Nutrient Removal in Sequential Batch Polishing Ponds
One of the main problems of waste stabilization ponds (WSP) is that they cannot remove nutrients when treating wastewater. Polishing ponds (PP) can efficiently remove nitrogen and phosphorus from effluents after efficient anaerobic pretreatment. It shown that the feasibility of nutrient removal is directly related to the pH that is established in the ponds. WSP normally operate at near neutral pH, but the biological processes that develop in PP tend to cause an elevation of pH and this, in turn, triggers the mechanisms of nutrient removal in ponds.
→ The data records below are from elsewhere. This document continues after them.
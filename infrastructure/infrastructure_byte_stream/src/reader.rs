//! Reader Module
//!
//! Cursor-based byte reader over a borrowed slice. All multi-byte fields
//! are read big-endian, mirroring [`crate::writer::ByteWriter`].

use std::fmt;
use std::io::{Cursor, Read};

/// Reader error
#[derive(Debug, Clone, Copy, PartialEq, Eq)]
pub enum ReadError {
    /// Read past the end of the buffer
    UnexpectedEof,
}

impl fmt::Display for ReadError {
    fn fmt(&self, f: &mut fmt::Formatter<'_>) -> fmt::Result {
        match self {
            ReadError::UnexpectedEof => write!(f, "Unexpected end of data"),
        }
    }
}

impl std::error::Error for ReadError {}

/// Big-endian byte reader over a borrowed slice.
#[derive(Debug)]
pub struct ByteReader<'a> {
    cursor: Cursor<&'a [u8]>,
}

impl<'a> ByteReader<'a> {
    /// Create a reader positioned at the start of `data`.
    pub fn new(data: &'a [u8]) -> Self {
        Self {
            cursor: Cursor::new(data),
        }
    }

    /// Bytes left to read.
    pub fn remaining(&self) -> usize {
        let total = self.cursor.get_ref().len();
        total.saturating_sub(self.cursor.position() as usize)
    }

    /// Read a single byte.
    pub fn read_u8(&mut self) -> Result<u8, ReadError> {
        let mut buf = [0u8; 1];
        self.cursor
            .read_exact(&mut buf)
            .map_err(|_| ReadError::UnexpectedEof)?;
        Ok(buf[0])
    }

    /// Read an unsigned 16-bit value, big-endian.
    pub fn read_u16(&mut self) -> Result<u16, ReadError> {
        let mut buf = [0u8; 2];
        self.cursor
            .read_exact(&mut buf)
            .map_err(|_| ReadError::UnexpectedEof)?;
        Ok(u16::from_be_bytes(buf))
    }

    /// Read an unsigned 32-bit value, big-endian.
    pub fn read_u32(&mut self) -> Result<u32, ReadError> {
        let mut buf = [0u8; 4];
        self.cursor
            .read_exact(&mut buf)
            .map_err(|_| ReadError::UnexpectedEof)?;
        Ok(u32::from_be_bytes(buf))
    }

    /// Read a signed 8-bit value (two's complement byte).
    pub fn read_i8(&mut self) -> Result<i8, ReadError> {
        Ok(self.read_u8()? as i8)
    }

    /// Read a signed 32-bit value, big-endian.
    pub fn read_i32(&mut self) -> Result<i32, ReadError> {
        let mut buf = [0u8; 4];
        self.cursor
            .read_exact(&mut buf)
            .map_err(|_| ReadError::UnexpectedEof)?;
        Ok(i32::from_be_bytes(buf))
    }

    /// Read an IEEE754 double, big-endian.
    pub fn read_f64(&mut self) -> Result<f64, ReadError> {
        let mut buf = [0u8; 8];
        self.cursor
            .read_exact(&mut buf)
            .map_err(|_| ReadError::UnexpectedEof)?;
        Ok(f64::from_be_bytes(buf))
    }

    /// Read `len` raw bytes.
    ///
    /// The length is validated against the remaining input before
    /// allocating, so a corrupt length field cannot trigger a huge
    /// allocation.
    pub fn read_bytes(&mut self, len: usize) -> Result<Vec<u8>, ReadError> {
        if len > self.remaining() {
            return Err(ReadError::UnexpectedEof);
        }
        let mut buf = vec![0u8; len];
        self.cursor
            .read_exact(&mut buf)
            .map_err(|_| ReadError::UnexpectedEof)?;
        Ok(buf)
    }
}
In PP oxygen production by photosynthesis predominates over the oxidation of organic material. The net oxygen production has an equivalent CO2 consumption and this induces an increase in pH. The mechanism for nitrogen removal was identified as the desorption of ammonia from the liquid phase of the ponds. It was established that in ponds with a uniform concentration profile in the liquid phase the process developed in accordance with Fick’s law. The governing mechanism of phosphorus removal was precipitation with ions present in the wastewater, presumably calcium and magnesium. Polishing ponds can be operated with two different hydrodynamic regimes: flow-through (FTPP) and sequential batch (SBPP) ponds. The SBPP have the advantage that the pH elevation is more rapid, and that the final pH is higher.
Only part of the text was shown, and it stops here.